Call for More Government Regulations
The FDA currently does not have the authority to regulate compound pharmacies however, and thus have not had the opportunity to fail or succeed. Under current FDA law
"pharmacies which maintain establishments in conformance with any applicable local laws regulating the practice of pharmacy and medicine and which are regularly engaged in dispensing prescription drugs or devices, upon prescriptions of practitioners licensed to administer such drugs or devices to patients under the care of such practitioners in the course of their professional practice, and which do not manufacture, prepare, propagate, compound, or process drugs or devices for sale other than in the regular course of their business of dispensing or selling drugs or devices at retail."
In 2003 members of the FDA appeared before the Senate Committee on Health, Education, Labor, and Pensions. During that meeting they testified
"FDA recognizes that states have the direct ability to regulate pharmacy compounding and direct access to prescription records.

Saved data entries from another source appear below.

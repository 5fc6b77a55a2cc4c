//! Content fingerprinting for duplicate detection

use chrono::{DateTime, Utc};
use serde_json::Value;
use sha2::{Digest, Sha256};

use super::record::{DataType, Location};

/// Render a JSON value with recursively sorted object keys.
///
/// Two payloads carrying the same fields render identically regardless of
/// the field order they were captured with.
#[must_use]
pub fn canonical_json(value: &Value) -> String {
    match value {
        Value::Object(map) => {
            let mut keys: Vec<&String> = map.keys().collect();
            keys.sort();
            let fields = keys
                .iter()
                .map(|key| {
                    format!(
                        "{}:{}",
                        Value::String((*key).clone()),
                        canonical_json(&map[key.as_str()])
                    )
                })
                .collect::<Vec<String>>()
                .join(",");
            format!("{{{fields}}}")
        }
        Value::Array(items) => {
            let rendered = items
                .iter()
                .map(canonical_json)
                .collect::<Vec<String>>()
                .join(",");
            format!("[{rendered}]")
        }
        other => other.to_string(),
    }
}

/// Derive the deduplication fingerprint for a capture.
///
/// Full-length SHA-256 hex over the capture timestamp, data type, canonical
/// content, and coordinates. Identical logical submissions always hash to
/// the same value; the remote collaborator uses it as its idempotency key
/// so an at-least-once redelivery is safe.
#[must_use]
pub fn content_fingerprint(
    captured_at: DateTime<Utc>,
    data_type: &DataType,
    content: &Value,
    location: Location,
) -> String {
    let mut hasher = Sha256::new();
    hasher.update(captured_at.timestamp_millis().to_le_bytes());
    hasher.update(data_type.as_str().as_bytes());
    hasher.update(canonical_json(content).as_bytes());
    hasher.update(location.latitude.to_le_bytes());
    hasher.update(location.longitude.to_le_bytes());
    format!("{:x}", hasher.finalize())
}

#[cfg(test)]
mod tests {
    use super::*;
    use serde_json::json;

    #[test]
    fn canonical_json_sorts_nested_keys() {
        let a = json!({"b": 1, "a": {"z": true, "y": [1, 2]}});
        let b = json!({"a": {"y": [1, 2], "z": true}, "b": 1});

        assert_eq!(canonical_json(&a), canonical_json(&b));
        assert_eq!(canonical_json(&a), r#"{"a":{"y":[1,2],"z":true},"b":1}"#);
    }

    #[test]
    fn canonical_json_preserves_array_order() {
        let a = json!([1, 2, 3]);
        let b = json!([3, 2, 1]);
        assert_ne!(canonical_json(&a), canonical_json(&b));
    }

    #[test]
    fn fingerprint_is_stable_across_field_order() {
        let captured_at = Utc::now();
        let location = Location::new(-8.8, 13.2);
        let first = content_fingerprint(
            captured_at,
            &DataType::Observation,
            &json!({"species": "Tursiops truncatus", "count": 3}),
            location,
        );
        let second = content_fingerprint(
            captured_at,
            &DataType::Observation,
            &json!({"count": 3, "species": "Tursiops truncatus"}),
            location,
        );

        assert_eq!(first, second);
        assert_eq!(first.len(), 64);
    }

    #[test]
    fn fingerprint_differs_on_any_component() {
        let captured_at = Utc::now();
        let content = json!({"species": "Sardinella aurita"});
        let base = content_fingerprint(
            captured_at,
            &DataType::Observation,
            &content,
            Location::new(-8.8, 13.2),
        );

        let other_type = content_fingerprint(
            captured_at,
            &DataType::Sample,
            &content,
            Location::new(-8.8, 13.2),
        );
        let other_position = content_fingerprint(
            captured_at,
            &DataType::Observation,
            &content,
            Location::new(-8.8, 13.3),
        );

        assert_ne!(base, other_type);
        assert_ne!(base, other_position);
    }
}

However, limited state resources and varying standards and regulatory requirements are factors that affect the adequacy of state regulation. when pharmacy compounding more closely approximates commercial manufacturing, FDA has an interest in regulating that practice as it does all other drug manufacturing.
FDA believes it is in the best position to address the quality of bulk drug substances used in compounding. Many of these drugs are imported from abroad and individual states are unlikely to have the ability to conduct inspections of foreign producers and ensure the quality of these active ingredients in compounded products. FDA believes it is appropriate for the Agency to continue to investigate allegations of poor quality compounded drugs, in conjunction with the states, whenever possible. However, we also must act without states when state involvement is not forthcoming because of resource constraints or for other reasons."

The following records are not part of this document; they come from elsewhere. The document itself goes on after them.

//! Database migrations

use libsql::Connection;

use crate::error::Result;

/// Current schema version
const CURRENT_VERSION: i32 = 1;

/// Run all pending migrations
pub async fn run(conn: &Connection) -> Result<()> {
    let version = get_version(conn).await?;

    if version < 1 {
        migrate_v1(conn).await?;
    }

    Ok(())
}

/// Get the current schema version
async fn get_version(conn: &Connection) -> Result<i32> {
    let mut rows = conn
        .query(
            "SELECT EXISTS(SELECT 1 FROM sqlite_master WHERE type='table' AND name='schema_version')",
            (),
        )
        .await?;

    let exists: bool = if let Some(row) = rows.next().await? {
        row.get::<i32>(0)? != 0
    } else {
        false
    };

    if !exists {
        return Ok(0);
    }

    let mut rows = conn
        .query("SELECT COALESCE(MAX(version), 0) FROM schema_version", ())
        .await?;

    let version: i32 = if let Some(row) = rows.next().await? {
        row.get(0)?
    } else {
        0
    };

    Ok(version)
}

/// Migration to version 1: records and attempt log
async fn migrate_v1(conn: &Connection) -> Result<()> {
    // libsql doesn't have execute_batch, so we run each statement separately
    // inside one transaction.

    conn.execute("BEGIN TRANSACTION", ()).await?;

    let statements = [
        // Schema version tracking
        "CREATE TABLE IF NOT EXISTS schema_version (
            version INTEGER PRIMARY KEY
        )",
        // Captured field records; content_hash is the dedup identity
        "CREATE TABLE IF NOT EXISTS records (
            id TEXT PRIMARY KEY,
            captured_at INTEGER NOT NULL,
            data_type TEXT NOT NULL,
            content TEXT NOT NULL,
            latitude REAL NOT NULL,
            longitude REAL NOT NULL,
            collector_id TEXT NOT NULL,
            device_id TEXT NOT NULL,
            sync_status TEXT NOT NULL DEFAULT 'pending',
            sync_attempts INTEGER NOT NULL DEFAULT 0,
            last_sync_attempt INTEGER,
            content_hash TEXT NOT NULL UNIQUE,
            created_at INTEGER NOT NULL
        )",
        "CREATE INDEX IF NOT EXISTS idx_records_status ON records(sync_status)",
        "CREATE INDEX IF NOT EXISTS idx_records_captured ON records(captured_at)",
        // Append-only attempt history, removed with its parent record
        "CREATE TABLE IF NOT EXISTS attempt_log (
            id INTEGER PRIMARY KEY AUTOINCREMENT,
            record_id TEXT NOT NULL REFERENCES records(id) ON DELETE CASCADE,
            action TEXT NOT NULL,
            resulting_status TEXT NOT NULL,
            message TEXT NOT NULL,
            logged_at INTEGER NOT NULL
        )",
        "CREATE INDEX IF NOT EXISTS idx_attempt_log_record ON attempt_log(record_id)",
        // Record migration version
        "INSERT INTO schema_version (version) VALUES (1)",
    ];

    for stmt in statements {
        if let Err(e) = conn.execute(stmt, ()).await {
            conn.execute("ROLLBACK", ()).await.ok();
            return Err(e.into());
        }
    }

    if let Err(e) = conn.execute("COMMIT", ()).await {
        conn.execute("ROLLBACK", ()).await.ok();
        return Err(e.into());
    }

    tracing::info!("Migrated database to version {CURRENT_VERSION}");
    Ok(())
}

Some in the medical community appear to disagree with Napilitano as well. Dr. William Schaffner, chairman of Preventive Medicine at Vanderbilt University Medical Center, told CBS This Morning
he wants to see more government regulation of compounding pharmacies, saying:
"They [compound pharmacies] are not regulated the way the major pharmaceutical companies are. They seem to have fallen into a regulatory gap. That's something that really needs to be addressed by the Congress."
Lawmakers are also calling for more federal regulations of compound pharmacies. According to WFAA
and Fort Mill Times
reports, lawmakers are now calling for the FDA to regulate all compound pharmacies.